The episode is remarkable because, though House is always condescending, the scriptwriters allow the woman to state her faith-based, pro-life case without making her seem silly or blindly hyper-religious. Inexplicably, though, the woman has the abortion.
"House does not shrink from controversy," said Robert Knight, director of the Virginia-based Culture and Media Institute. "And the most controversial thing you can do on TV is challenge political correctness on social issues."

An April 3, 2007, installment of House went further. This time, Dr. House and his team treat Emma, a photographer about 19 weeks pregnant with a life-threatening heart condition. House's basic message: The "fetus" is threatening your life. Abort or die. But Emma refuses to abort and demands that House save them both.

House's boss, physician Lisa Cuddy, refuses to back House's recommendation to terminate. That sends the medical team, now led by Cuddy, in search of new treatment. Later, when House agrees to participate in exploratory in utero surgery, the hand of the "fetus" emerges from the incision and briefly grasps House's finger. He freezes in astonishment and—in something wholly alien to his grizzled character—rapt wonder.

"It was some of the most shocking footage …ever seen on TV," Knight said of the reenactment of the controversial 1999 photo in which a 21-week-old baby seems to reach from his mother's womb during prenatal surgery and grasp the surgeon's hand.

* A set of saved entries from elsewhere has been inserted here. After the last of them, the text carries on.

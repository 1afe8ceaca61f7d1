//! Iterative-deepening search for a do-free rewrite.
//!
//! At depth d every `Prob` site of the current expression is a rewrite
//! site; each applicable rule with each parameter choice yields one
//! successor. A branch succeeds when no `Prob` term carries an
//! intervention, and fails at the depth bound. The first depth-minimal
//! success wins, ties broken by expression size then canonical form.
//!
//! The visited map records the shallowest depth each canonical form was
//! reached at and prunes only revisits at the same or greater depth, so a
//! longer correct derivation is never shadowed by a pruned shorter path.

use std::collections::HashMap;

use tracing::debug;

use causal_graph::Dag;
use causal_model::Model;

use crate::context::Context;
use crate::error::EngineError;
use crate::expr::Expr;
use crate::rules::{successors, RuleEnv};

/// The least-intervened, smallest expression seen so far; reported when the
/// search fails.
struct BestPartial {
    interventions: usize,
    size: usize,
    expr: Expr,
}

struct Iteration<'a> {
    env: RuleEnv<'a>,
    visited: HashMap<String, usize>,
    successes: Vec<Expr>,
    exhausted: bool,
}

/// Search for an expression equivalent to `initial` with no `do(·)` left.
pub(crate) fn eliminate_interventions(
    initial: &Expr,
    model: &Model,
    dag: &Dag,
    ctx: &Context,
) -> Result<Expr, EngineError> {
    let mut steps: u64 = 0;
    let mut best: Option<BestPartial> = None;

    for limit in 0..=ctx.depth_bound {
        let mut iteration = Iteration {
            env: RuleEnv::new(model, dag),
            visited: HashMap::new(),
            successes: Vec::new(),
            exhausted: false,
        };
        iteration.dfs(initial, 0, limit, ctx, &mut steps, &mut best)?;

        if !iteration.successes.is_empty() {
            debug!(
                depth = limit,
                candidates = iteration.successes.len(),
                steps,
                "do-free rewrites found"
            );
            let mut ranked: Vec<(usize, String, Expr)> = iteration
                .successes
                .into_iter()
                .map(|e| e.normalize())
                .map(|e| (e.size(), e.canonical(), e))
                .collect();
            ranked.sort_by(|a, b| (a.0, &a.1).cmp(&(b.0, &b.1)));
            ranked.dedup_by(|a, b| a.1 == b.1);
            if let Some((_, _, expr)) = ranked.into_iter().next() {
                return Ok(expr);
            }
        }
        if iteration.exhausted {
            break;
        }
    }

    Err(EngineError::DoCalculusFailed {
        depth_bound: ctx.depth_bound,
        steps,
        best: best
            .map(|b| b.expr.to_string())
            .unwrap_or_else(|| initial.to_string()),
    })
}

impl Iteration<'_> {
    fn dfs(
        &mut self,
        expr: &Expr,
        depth: usize,
        limit: usize,
        ctx: &Context,
        steps: &mut u64,
        best: &mut Option<BestPartial>,
    ) -> Result<(), EngineError> {
        let interventions = expr.intervention_count();
        if interventions == 0 {
            self.successes.push(expr.clone());
            return Ok(());
        }

        let size = expr.size();
        let better = match best {
            Some(b) => (interventions, size) < (b.interventions, b.size),
            None => true,
        };
        if better {
            *best = Some(BestPartial {
                interventions,
                size,
                expr: expr.clone(),
            });
        }

        if depth == limit {
            return Ok(());
        }

        for successor in successors(expr, &mut self.env)? {
            *steps += 1;
            if let Some(budget) = ctx.step_budget {
                if *steps > budget {
                    self.exhausted = true;
                    return Ok(());
                }
            }

            let canonical = successor.canonical();
            let next_depth = depth + 1;
            if let Some(&seen) = self.visited.get(&canonical) {
                if seen <= next_depth {
                    continue;
                }
            }
            self.visited.insert(canonical, next_depth);

            self.dfs(&successor, next_depth, limit, ctx, steps, best)?;
            if self.exhausted {
                return Ok(());
            }
        }
        Ok(())
    }
}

"House was stunned," Knight said. And, in a stunningly un-Hollywood development, House thereafter refers to the "fetus" as a "baby."

Emma thanks House after he saves mother and child. Thank Dr. Cuddy, he replies. He would have killed the baby to save the mother. And so House remains House: Prickly, pragmatic—and pro-choice.

*This scene had been posted on www.youtube but was removed due to terms of use violation.   

Editor’s note: This episode shared remarkable details with the photo taken of the experimental surgery performed on Samuel Armas in 1999 by Michael Clancy. 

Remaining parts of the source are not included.